Kopftücher haben für Leute im staatlichen Auftrag keinen Platz
Interview mit "Bild am Sonntag" vom 21. Dezember 2003
Bundeskanzler Gerhard Schröder
28.6.2005
[...] Deutschland ist ein säkularisierter Staat. Wir sind beeinflusst von drei großen Traditionen: Der griechisch-römischen Philosophie, der christlich-jüdischen Religion und dem Erbe der Aufklärung. Das hätte ich in dieser Ausprägung gern in die EU-Verfassung bekommen. Das heißt konkret: Das Bundesverfassungsgericht hat es jedem Bundesland überlassen, wie es mit der Kopftuch-Frage umgeht.

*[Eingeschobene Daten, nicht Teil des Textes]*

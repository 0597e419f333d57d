//! Project layout conventions recognized by the mapper.

use std::path::{Component, Path};

use serde::{Deserialize, Serialize};

use crate::domain::AppError;

/// File name of the optional per-project override, read from the project root.
pub const LAYOUT_CONFIG_FILE: &str = ".spec-switch.toml";

/// Top-level shape of `.spec-switch.toml`.
#[derive(Debug, Clone, Default, Serialize, Deserialize)]
#[serde(deny_unknown_fields)]
pub struct ProjectConfig {
    #[serde(default)]
    pub layout: LayoutConfig,
}

impl ProjectConfig {
    pub fn validate(&self) -> Result<(), AppError> {
        self.layout.validate()
    }
}

/// Recognized folder names, spec marker and code extensions.
#[derive(Debug, Clone, PartialEq, Eq, Serialize, Deserialize)]
#[serde(deny_unknown_fields)]
pub struct LayoutConfig {
    /// Test folder names in priority order.
    #[serde(default = "default_test_folder_names")]
    pub test_folder_names: Vec<String>,
    /// Name of the implementation source folder.
    #[serde(default = "default_source_folder_name")]
    pub source_folder_name: String,
    /// Marker placed between a test file's stem and its extension.
    #[serde(default = "default_spec_marker")]
    pub spec_marker: String,
    /// Interchangeable code extensions, most preferred first.
    #[serde(default = "default_code_extensions")]
    pub code_extensions: Vec<String>,
}

impl Default for LayoutConfig {
    fn default() -> Self {
        Self {
            test_folder_names: default_test_folder_names(),
            source_folder_name: default_source_folder_name(),
            spec_marker: default_spec_marker(),
            code_extensions: default_code_extensions(),
        }
    }
}

impl LayoutConfig {
    pub fn validate(&self) -> Result<(), AppError> {
        if self.test_folder_names.is_empty() {
            return Err(AppError::InvalidConfig(
                "test_folder_names must list at least one folder".to_string(),
            ));
        }
        for name in &self.test_folder_names {
            validate_folder_name("test_folder_names", name)?;
        }
        reject_duplicates("test_folder_names", &self.test_folder_names)?;
        validate_folder_name("source_folder_name", &self.source_folder_name)?;

        validate_dotted("spec_marker", &self.spec_marker)?;
        if self.code_extensions.is_empty() {
            return Err(AppError::InvalidConfig(
                "code_extensions must list at least one extension".to_string(),
            ));
        }
        for ext in &self.code_extensions {
            validate_dotted("code_extensions", ext)?;
        }
        reject_duplicates("code_extensions", &self.code_extensions)?;
        Ok(())
    }

    /// Pairs each code extension with its full test-file suffix, e.g. `.spec.ts`.
    pub fn spec_suffixes(&self) -> impl Iterator<Item = (&str, String)> + '_ {
        self.code_extensions
            .iter()
            .map(|ext| (ext.as_str(), format!("{}{}", self.spec_marker, ext)))
    }

    /// Extensions to try for a counterpart of a file with `extension`:
    /// the same extension first, then the alternates in configured order.
    pub fn extension_candidates<'a>(&'a self, extension: &'a str) -> impl Iterator<Item = &'a str> {
        std::iter::once(extension)
            .chain(self.code_extensions.iter().map(String::as_str).filter(move |e| *e != extension))
    }
}

fn validate_folder_name(field: &str, name: &str) -> Result<(), AppError> {
    let mut components = Path::new(name).components();
    let single_normal = matches!(
        (components.next(), components.next()),
        (Some(Component::Normal(_)), None)
    );
    if !single_normal || name.contains(['/', '\\']) {
        return Err(AppError::InvalidConfig(format!(
            "{} entry '{}' must be a single folder name",
            field, name
        )));
    }
    Ok(())
}

fn reject_duplicates(field: &str, values: &[String]) -> Result<(), AppError> {
    for (index, value) in values.iter().enumerate() {
        if values[..index].contains(value) {
            return Err(AppError::InvalidConfig(format!(
                "{} lists '{}' more than once",
                field, value
            )));
        }
    }
    Ok(())
}

fn validate_dotted(field: &str, value: &str) -> Result<(), AppError> {
    if value.len() < 2 || !value.starts_with('.') || value.contains(['/', '\\']) {
        return Err(AppError::InvalidConfig(format!(
            "{} entry '{}' must start with '.' and contain no separators",
            field, value
        )));
    }
    Ok(())
}

fn default_test_folder_names() -> Vec<String> {
    vec!["tests".to_string(), "test".to_string()]
}

fn default_source_folder_name() -> String {
    "src".to_string()
}

fn default_spec_marker() -> String {
    ".spec".to_string()
}

fn default_code_extensions() -> Vec<String> {
    vec![".ts".to_string(), ".js".to_string()]
}
use crate::harness::TestContext;
use predicates::prelude::*;

#[test]
fn switch_no_create_leaves_project_untouched() {
    let ctx = TestContext::new();
    ctx.touch(&["packages/a/src/x.ts"]);
    ctx.mkdirs(&["packages/a/tests"]);

    ctx.cli()
        .args(["switch", "packages/a/src/x.ts", "--no-create"])
        .assert()
        .success()
        .stdout(predicate::str::is_empty())
        .stderr(predicate::str::contains("was not created"));

    ctx.assert_file_not_exists("packages/a/tests/x.spec.ts");
}

#[test]
fn switch_rejects_yes_with_no_create() {
    let ctx = TestContext::new();
    ctx.touch(&["src/x.ts"]);

    ctx.cli()
        .args(["switch", "src/x.ts", "--yes", "--no-create"])
        .assert()
        .failure()
        .stderr(predicate::str::contains("cannot be used with"));
}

Meine Ansicht ist klar: Kopftücher haben für Leute im staatlichen Auftrag, also auch für Lehrerinnen, keinen Platz. Aber einem jungen Mädchen, das mit Kopftuch zur Schule geht, kann ich das nicht verbieten. [...]
Quelle: Bundeskanzler Schröder im Interview mit der "Bild am Sonntag" vom 21. Dezember 2003. Auf: Regierung online. »www.bundesregierung.de«, Stand 28.6.2005.